----- EXTRACTED RECORDS -----
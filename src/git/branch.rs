//! Base branch detection.

use tracing::debug;

use crate::git::error::GitError;
use crate::git::repository::RepositoryReader;

/// Recognised base branch names, highest priority first.
pub const BASE_BRANCH_CANDIDATES: [&str; 2] = ["master", "main"];

/// Picks the base branch the current work will be merged into.
///
/// Every local branch is enumerated and compared by short name against
/// [`BASE_BRANCH_CANDIDATES`]. When both exist `master` wins. Tags and
/// remote-tracking refs are never candidates.
pub fn resolve_base_branch<R: RepositoryReader + ?Sized>(repo: &R) -> Result<String, GitError> {
    let references = repo.references().map_err(GitError::RepositoryAccess)?;

    let best = references
        .iter()
        .filter_map(|reference| {
            BASE_BRANCH_CANDIDATES
                .iter()
                .position(|candidate| *candidate == reference.name)
        })
        .min()
        .ok_or(GitError::NoBaseBranchFound)?;

    let branch = BASE_BRANCH_CANDIDATES[best];
    debug!(
        base_branch = branch,
        reference_count = references.len(),
        "Resolved base branch"
    );
    Ok(branch.to_string())
}
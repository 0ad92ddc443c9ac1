//! Git repository access.

use std::path::Path;

use anyhow::{Context, Result};
use git2::{ObjectType, Oid, Repository, TreeWalkMode, TreeWalkResult};
use tracing::debug;

use crate::git::snapshot::{Reference, ResolvedCommit, TreeEntry, TreeSnapshot};

/// Read-only view of a version-controlled tree store.
///
/// The diff pipeline only needs these lookups, so anything that can answer
/// them (an on-disk git repository, an in-memory fixture) can be described.
pub trait RepositoryReader {
    /// Enumerates the local branches (`refs/heads/*`) of the repository.
    fn references(&self) -> Result<Vec<Reference>, git2::Error>;

    /// Resolves a local branch by its short name.
    fn branch_reference(&self, name: &str) -> Result<Reference, git2::Error>;

    /// Resolves the current HEAD.
    fn head_reference(&self) -> Result<Reference, git2::Error>;

    /// Looks up a commit by id.
    fn find_commit(&self, id: Oid) -> Result<ResolvedCommit, git2::Error>;

    /// Lists every file in a commit's tree.
    fn find_tree(&self, commit: &ResolvedCommit) -> Result<TreeSnapshot, git2::Error>;

    /// Reads the raw content of a blob.
    fn read_blob(&self, id: Oid) -> Result<Vec<u8>, git2::Error>;
}

/// Git repository wrapper.
pub struct GitRepository {
    repo: Repository,
}

impl GitRepository {
    /// Opens the repository at the specified path.
    pub fn open_at<P: AsRef<Path>>(path: P) -> Result<Self> {
        let path = path.as_ref();
        let repo = Repository::open(path)
            .with_context(|| format!("Failed to open git repository at {}", path.display()))?;

        Ok(Self { repo })
    }
}

impl RepositoryReader for GitRepository {
    fn references(&self) -> Result<Vec<Reference>, git2::Error> {
        let mut references = Vec::new();

        for reference in self.repo.references()? {
            let reference = reference?;
            if !reference.is_branch() {
                continue;
            }
            let Some(name) = reference.shorthand() else {
                debug!("Skipping reference with non UTF-8 name");
                continue;
            };

            references.push(Reference {
                name: name.to_string(),
                target: reference.resolve().ok().and_then(|r| r.target()),
            });
        }

        Ok(references)
    }

    fn branch_reference(&self, name: &str) -> Result<Reference, git2::Error> {
        let reference = self
            .repo
            .find_reference(&format!("refs/heads/{name}"))?
            .resolve()?;

        Ok(Reference {
            name: name.to_string(),
            target: reference.target(),
        })
    }

    fn head_reference(&self) -> Result<Reference, git2::Error> {
        let head = self.repo.head()?;

        Ok(Reference {
            name: head.shorthand().unwrap_or("HEAD").to_string(),
            target: head.target(),
        })
    }

    fn find_commit(&self, id: Oid) -> Result<ResolvedCommit, git2::Error> {
        let commit = self.repo.find_commit(id)?;

        Ok(ResolvedCommit {
            id: commit.id(),
            tree_id: commit.tree_id(),
        })
    }

    fn find_tree(&self, commit: &ResolvedCommit) -> Result<TreeSnapshot, git2::Error> {
        let tree = self.repo.find_tree(commit.tree_id)?;
        let mut entries = Vec::new();

        tree.walk(TreeWalkMode::PreOrder, |root, entry| {
            // Submodules and subtrees carry no file content of their own
            if entry.kind() == Some(ObjectType::Blob) {
                if let Some(name) = entry.name() {
                    entries.push(TreeEntry {
                        path: format!("{root}{name}"),
                        id: entry.id(),
                    });
                }
            }
            TreeWalkResult::Ok
        })?;

        Ok(TreeSnapshot::new(entries))
    }

    fn read_blob(&self, id: Oid) -> Result<Vec<u8>, git2::Error> {
        let blob = self.repo.find_blob(id)?;
        Ok(blob.content().to_vec())
    }
}
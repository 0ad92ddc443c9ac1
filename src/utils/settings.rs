//! Settings and configuration utilities.
//!
//! This module reads settings from $HOME/.pr-describe/settings.json and uses
//! them as a fallback for environment variables.

use std::collections::HashMap;
use std::env;
use std::fs;
use std::path::{Path, PathBuf};

use anyhow::{Context, Result};
use serde::Deserialize;

use crate::ai::openai::DEFAULT_BASE_URL;
use crate::ai::DEFAULT_MODEL;

/// Environment variable holding the completion API key.
pub const API_KEY_VAR: &str = "OPENAI_API_KEY";

/// Environment variable selecting the model.
pub const MODEL_VAR: &str = "OPENAI_MODEL";

/// Environment variable overriding the API root.
pub const BASE_URL_VAR: &str = "OPENAI_BASE_URL";

/// Settings loaded from $HOME/.pr-describe/settings.json.
#[derive(Debug, Default, Deserialize)]
pub struct Settings {
    /// Environment variable overrides.
    #[serde(default)]
    pub env: HashMap<String, String>,
}

impl Settings {
    /// Loads settings from a specific path.
    pub fn load_from_path<P: AsRef<Path>>(path: P) -> Result<Self> {
        let path = path.as_ref();

        if !path.exists() {
            return Ok(Self::default());
        }

        let content = fs::read_to_string(path)
            .with_context(|| format!("Failed to read settings file: {}", path.display()))?;

        serde_json::from_str::<Self>(&content)
            .with_context(|| format!("Failed to parse settings file: {}", path.display()))
    }

    /// Returns the default settings path.
    pub fn get_settings_path() -> Result<PathBuf> {
        let home_dir = dirs::home_dir().context("Failed to determine home directory")?;

        Ok(home_dir.join(".pr-describe").join("settings.json"))
    }

    /// Returns an environment variable with fallback to settings.
    pub fn get_env_var(&self, key: &str) -> Option<String> {
        env::var(key).ok().or_else(|| self.env.get(key).cloned())
    }
}

/// Completion backend configuration for one invocation.
#[derive(Debug, Clone, PartialEq, Eq)]
pub struct CompletionSettings {
    /// API key; empty when none is configured.
    pub api_key: String,
    /// Target model identifier.
    pub model: String,
    /// API root URL.
    pub base_url: String,
}

impl CompletionSettings {
    /// Resolves the configuration from the environment and `settings`.
    ///
    /// A missing API key is left empty so the description service can
    /// report it before any request is made.
    pub fn resolve(settings: &Settings, model_override: Option<String>) -> Self {
        let api_key = settings.get_env_var(API_KEY_VAR).unwrap_or_default();
        let model = model_override
            .or_else(|| settings.get_env_var(MODEL_VAR))
            .unwrap_or_else(|| DEFAULT_MODEL.to_string());
        let base_url = settings
            .get_env_var(BASE_URL_VAR)
            .unwrap_or_else(|| DEFAULT_BASE_URL.to_string());

        Self {
            api_key,
            model,
            base_url,
        }
    }
}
-----
§ **INSTRUCTIONS TO FOLLOW**: When you reach the line with "commit by id." in the records above, start writing out lines exactly, and stop once the line with "the specified path." has been written; include nothing else.

§ **ANSWER TO THIS TASK**:
    /// Looks up a commit by id.
    fn find_commit(&self, id: Oid) -> Result<ResolvedCommit, git2::Error>;

    /// Lists every file in a commit's tree.
    fn find_tree(&self, commit: &ResolvedCommit) -> Result<TreeSnapshot, git2::Error>;

    /// Reads the raw content of a blob.
    fn read_blob(&self, id: Oid) -> Result<Vec<u8>, git2::Error>;
}

/// Git repository wrapper.
pub struct GitRepository {
    repo: Repository,
}

impl GitRepository {
    /// Opens the repository at the specified path.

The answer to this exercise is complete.